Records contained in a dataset
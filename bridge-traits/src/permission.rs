//! Runtime Permission Abstractions
//!
//! Storage capabilities are granted per process by the host OS. Which ones
//! are needed depends on the OS version, so the bridge exposes the version
//! alongside the grant query and the request call.

use std::fmt;

use async_trait::async_trait;
use serde::{Deserialize, Serialize};

use crate::error::Result;

/// Platform API level. `0` means the host has no runtime permission model.
pub type OsVersion = u32;

/// Named OS-level permission grant.
#[derive(Debug, Clone, Copy, PartialEq, Eq, Hash, PartialOrd, Ord, Serialize, Deserialize)]
pub enum Capability {
    ReadMediaImages,
    ReadMediaVideo,
    ReadExternalStorage,
    WriteExternalStorage,
}

impl Capability {
    /// Identifier understood by the host permission API.
    pub fn identifier(&self) -> &'static str {
        match self {
            Capability::ReadMediaImages => "android.permission.READ_MEDIA_IMAGES",
            Capability::ReadMediaVideo => "android.permission.READ_MEDIA_VIDEO",
            Capability::ReadExternalStorage => "android.permission.READ_EXTERNAL_STORAGE",
            Capability::WriteExternalStorage => "android.permission.WRITE_EXTERNAL_STORAGE",
        }
    }
}

impl fmt::Display for Capability {
    fn fmt(&self, f: &mut fmt::Formatter<'_>) -> fmt::Result {
        f.write_str(self.identifier())
    }
}

/// Current grant state of a capability.
#[derive(Debug, Clone, Copy, PartialEq, Eq, Serialize, Deserialize)]
pub enum GrantState {
    Granted,
    Denied,
}

/// Host permission service trait
///
/// - **Android**: `Build.VERSION.SDK_INT`, `checkSelfPermission`,
///   `requestPermissions`
/// - **iOS / Desktop**: no runtime storage grants; report version `0`
#[async_trait]
pub trait PermissionService: Send + Sync {
    /// OS version of the running host.
    fn os_version(&self) -> OsVersion;

    /// Query the current grant state of `capability`.
    async fn check(&self, capability: Capability) -> Result<GrantState>;

    /// Ask the host to request `capabilities` in one batch.
    ///
    /// Returns once the request has been dispatched. The user's answer is
    /// not reported back through this call.
    async fn request(&self, capabilities: &[Capability]) -> Result<()>;
}
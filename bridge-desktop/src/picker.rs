//! Directory-backed Document Picker
//!
//! Desktop hosts without a native save dialog (headless runs, CI, kiosk
//! builds) still need the create-document round trip. This picker confirms
//! every intent against a fixed export directory: it chooses a free file name,
//! creates the empty document the way an OS picker would, and reports the
//! `file://` locator back through the completer.

use async_trait::async_trait;
use bridge_traits::{
    error::{BridgeError, Result},
    picker::{CreateDocumentIntent, DocumentPicker, PickCompleter, PickerResult},
};
use std::io::ErrorKind;
use std::path::{Path, PathBuf};
use tokio::fs;
use tracing::{debug, warn};
use url::Url;

/// Upper bound on `name (n).ext` probing before giving up.
const MAX_NAME_ATTEMPTS: u32 = 1000;

pub struct DesktopDocumentPicker {
    export_dir: PathBuf,
}

impl DesktopDocumentPicker {
    /// Picker rooted at the user's documents directory.
    pub fn new() -> Self {
        let export_dir = dirs::document_dir()
            .or_else(dirs::home_dir)
            .unwrap_or_else(std::env::temp_dir);

        Self { export_dir }
    }

    /// Picker rooted at a custom directory.
    pub fn with_directory(export_dir: PathBuf) -> Self {
        Self { export_dir }
    }

    pub fn export_dir(&self) -> &Path {
        &self.export_dir
    }

    /// Strip anything that would escape the export directory.
    fn sanitize_title(title: &str) -> String {
        let cleaned: String = title
            .chars()
            .map(|c| if matches!(c, '/' | '\\' | '\0') { '_' } else { c })
            .collect();

        match cleaned.trim() {
            "" | "." | ".." => "untitled".to_string(),
            name => name.to_string(),
        }
    }

    fn candidate_name(title: &str, attempt: u32) -> String {
        if attempt == 0 {
            return title.to_string();
        }

        let path = Path::new(title);
        let stem = path
            .file_stem()
            .map(|s| s.to_string_lossy().into_owned())
            .unwrap_or_else(|| title.to_string());

        match path.extension() {
            Some(ext) => format!("{} ({}).{}", stem, attempt, ext.to_string_lossy()),
            None => format!("{} ({})", stem, attempt),
        }
    }

    /// Create a new, empty document in `dir` without overwriting anything.
    async fn create_document(dir: &Path, title: &str) -> Result<PathBuf> {
        fs::create_dir_all(dir).await?;

        let title = Self::sanitize_title(title);
        for attempt in 0..MAX_NAME_ATTEMPTS {
            let path = dir.join(Self::candidate_name(&title, attempt));
            match fs::OpenOptions::new()
                .write(true)
                .create_new(true)
                .open(&path)
                .await
            {
                Ok(_) => return Ok(path),
                Err(e) if e.kind() == ErrorKind::AlreadyExists => continue,
                Err(e) => return Err(BridgeError::Io(e)),
            }
        }

        Err(BridgeError::OperationFailed(format!(
            "No free file name for '{}' after {} attempts",
            title, MAX_NAME_ATTEMPTS
        )))
    }

    fn path_to_locator(path: &Path) -> Result<String> {
        Url::from_file_path(path)
            .map(|url| url.to_string())
            .map_err(|_| {
                BridgeError::OperationFailed(format!(
                    "Cannot express {} as a file URL",
                    path.display()
                ))
            })
    }
}

impl Default for DesktopDocumentPicker {
    fn default() -> Self {
        Self::new()
    }
}

#[async_trait]
impl DocumentPicker for DesktopDocumentPicker {
    async fn launch(&self, intent: CreateDocumentIntent, completer: PickCompleter) -> Result<()> {
        let dir = self.export_dir.clone();
        debug!(pick_id = %completer.id(), mime_type = %intent.mime_type, "Launching desktop picker");

        tokio::spawn(async move {
            let result = match Self::create_document(&dir, &intent.title).await {
                Ok(path) => match Self::path_to_locator(&path) {
                    Ok(locator) => PickerResult::selected(locator),
                    Err(e) => {
                        warn!(error = %e, "Created document has no file URL");
                        PickerResult::canceled()
                    }
                },
                Err(e) => {
                    warn!(error = %e, "Desktop picker could not create document");
                    PickerResult::canceled()
                }
            };

            if !completer.complete(result) {
                debug!("Picker result discarded, no caller waiting");
            }
        });

        Ok(())
    }
}
use thiserror::Error;

#[derive(Error, Debug)]
pub enum BridgeError {
    #[error("Bridge capability not available: {0}")]
    NotAvailable(String),

    #[error("Bridge operation failed: {0}")]
    OperationFailed(String),

    #[error("Resource not found: {0}")]
    NotFound(String),

    #[error("Permission denied: {0}")]
    PermissionDenied(String),

    #[error("IO error: {0}")]
    Io(#[from] std::io::Error),
}

pub type Result<T> = std::result::Result<T, BridgeError>;
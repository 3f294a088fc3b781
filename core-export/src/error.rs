use bridge_traits::BridgeError;
use serde::Serialize;
use std::fmt;
use thiserror::Error;

/// Closed set of outcomes an export call can be rejected with.
///
/// Every variant is terminal; nothing in the core retries.
#[derive(Error, Debug)]
pub enum ExportError {
    #[error("Document picker returned no selection")]
    Canceled,

    #[error("No target locator was supplied")]
    MissingUri,

    #[error("No payload was supplied")]
    MissingData,

    #[error("Could not open target for writing: {source}")]
    FileNotCreated {
        #[source]
        source: BridgeError,
    },

    #[error("Writing to target failed: {source}")]
    WriteFailed {
        #[source]
        source: BridgeError,
    },
}

impl ExportError {
    pub fn code(&self) -> ErrorCode {
        match self {
            ExportError::Canceled => ErrorCode::Canceled,
            ExportError::MissingUri => ErrorCode::MissingUri,
            ExportError::MissingData => ErrorCode::MissingData,
            ExportError::FileNotCreated { .. } => ErrorCode::FileNotCreated,
            ExportError::WriteFailed { .. } => ErrorCode::WriteFailed,
        }
    }

    pub(crate) fn write_failed(source: impl Into<BridgeError>) -> Self {
        ExportError::WriteFailed {
            source: source.into(),
        }
    }
}

/// Stable, host-facing error codes.
#[derive(Debug, Clone, Copy, PartialEq, Eq, Hash, Serialize)]
pub enum ErrorCode {
    #[serde(rename = "CANCELED")]
    Canceled,
    #[serde(rename = "MISSING_URI")]
    MissingUri,
    #[serde(rename = "MISSING_DATA")]
    MissingData,
    #[serde(rename = "FILE_NOTCREATED")]
    FileNotCreated,
    #[serde(rename = "WRITE_FAILED")]
    WriteFailed,
}

impl ErrorCode {
    pub fn as_str(&self) -> &'static str {
        match self {
            ErrorCode::Canceled => "CANCELED",
            ErrorCode::MissingUri => "MISSING_URI",
            ErrorCode::MissingData => "MISSING_DATA",
            ErrorCode::FileNotCreated => "FILE_NOTCREATED",
            ErrorCode::WriteFailed => "WRITE_FAILED",
        }
    }
}

impl fmt::Display for ErrorCode {
    fn fmt(&self, f: &mut fmt::Formatter<'_>) -> fmt::Result {
        f.write_str(self.as_str())
    }
}

pub type Result<T> = std::result::Result<T, ExportError>;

◆ **ACTIVITY**: For every line above with the word "ExportError" in it, make a copy.

◆ **ANSWER AREA**:
pub enum ExportError {
impl ExportError {
            ExportError::Canceled => ErrorCode::Canceled,
            ExportError::MissingUri => ErrorCode::MissingUri,
            ExportError::MissingData => ErrorCode::MissingData,
            ExportError::FileNotCreated { .. } => ErrorCode::FileNotCreated,
            ExportError::WriteFailed { .. } => ErrorCode::WriteFailed,
        ExportError::WriteFailed {
pub type Result<T> = std::result::Result<T, ExportError>;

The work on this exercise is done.